“How did we get here and where do we want to go?” Surely, my site buddies and I were not the only PCVs to ponder that question. It could even serve as one theme for the 50th Anniversary. However, in the context of the Peace Corps administrative history of information services, it sounds like the message Peace Corps Director Loret Ruppe gave to her staff after Peace Corps gained its independence from ACTION in 1982. The Peace Corps Library had been providing support services to domestic operations and now had to refocus on Peace Corps. What would be the best way to support overseas staff as well as Washington Headquarters and avoid duplication and competition between ICE and the Library? Rupert ordered a study to answer precisely that question. The study included a review of previous studies, documents and memos all of which had been carefully archived in the Peace Corps Library. Staff members were surveyed as to their needs, their use of existing resources, and what they would like to see in the future.

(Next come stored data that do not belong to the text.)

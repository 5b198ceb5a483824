//! Extract ingestion.
//!
//! This crate discovers monthly extract files by name and reads them into the
//! panel model's raw types.
//!
//! # Features
//!
//! - **Discovery**: classify `YYYY-MM.csv` / `<prefix>YYYY-MM.csv` files by source and period
//! - **CSV Loading**: read ragged CSV records into [`RawExtract`](panel_model::RawExtract)
//!   using the header layout of each source
//! - **Wide Sheets**: read a CSV sheet export into [`WideSheet`](panel_model::WideSheet)
//! - **Batch Loading**: read every discovered extract, skipping unreadable files
//!
//! # Example
//!
//! ```ignore
//! use std::path::Path;
//! use panel_ingest::load_extracts;
//! use panel_model::EngineConfig;
//!
//! let config = EngineConfig::default();
//! let batch = load_extracts(Path::new("raw"), &config.files)?;
//! println!("{} extracts, {} skipped", batch.extracts.len(), batch.skipped.len());
//! ```

mod batch;
mod discovery;
mod error;
mod reader;
mod sheet;

// === Error Types ===
pub use error::{IngestError, Result};

// === File Discovery ===
pub use discovery::{
    DiscoveredExtracts, ExtractFile, FileClassifier, discover_extracts, list_csv_files,
};

// === CSV Reading ===
pub use reader::{NATIONAL_HEADER_LINE, REGIONAL_HEADER_LINE, read_extract, read_records};

// === Wide Sheets ===
pub use sheet::read_wide_sheet;

// === Batch Loading ===
pub use batch::{ExtractBatch, SkippedFile, load_extracts};
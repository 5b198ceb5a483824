//! CLI library components for the panel normalizer.

pub mod cli;
pub mod commands;
pub mod logging;
pub mod summary;
pub mod types;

The Nixon administration had reduced technical support services to overseas staff and Volunteers. The Ford administration resurrected that function, as the study reported:
“The Information Collection Exchange, or ICE, was established in 1975, picked up the functions and activities that had earlier been dropped…ICE was in a sense a new organization. Due to the fact that Peace Corps Publication and Identification Center (PIC) had been merged with the Library more than five years prior to the birth of ICE, Peace Corps staff, who were experienced with and knowledgeable of information collection and exchange activities were no longer employed by the Peace Corps…. As part of a new operation with no previous experience in providing technical information, ICE staff were ‘condemned to relearn’ what the agency had already known. For the new ICE staff there were systems to develop, contacts to be made, and networks to establish. One of their major tasks was to solicit Volunteer participation and (re)gain their support in technical information exchange. (Peace Corps ICE/Library Study, December 22, 1982, page 4)
The study’s principal tool was a questionnaire distributed to all staff members at the Washington Headquarters as well as a similar questionnaire cabled to all overseas posts.The results showed that strong support for the ICE from overseas staff. “Opinions about ICE received from the field were overwhelmingly positive and supportive of ICE and ICE staff, with few weaknesses being mentioned. In fact, a significant number of overseas posts stated that not only had they not observed any weakness, but that ICE staff were outstanding in their response and support. (Peace Corps ICE/Library Study, page 26) The enthusiasm for ICE and its staff was reiterated throughout the report.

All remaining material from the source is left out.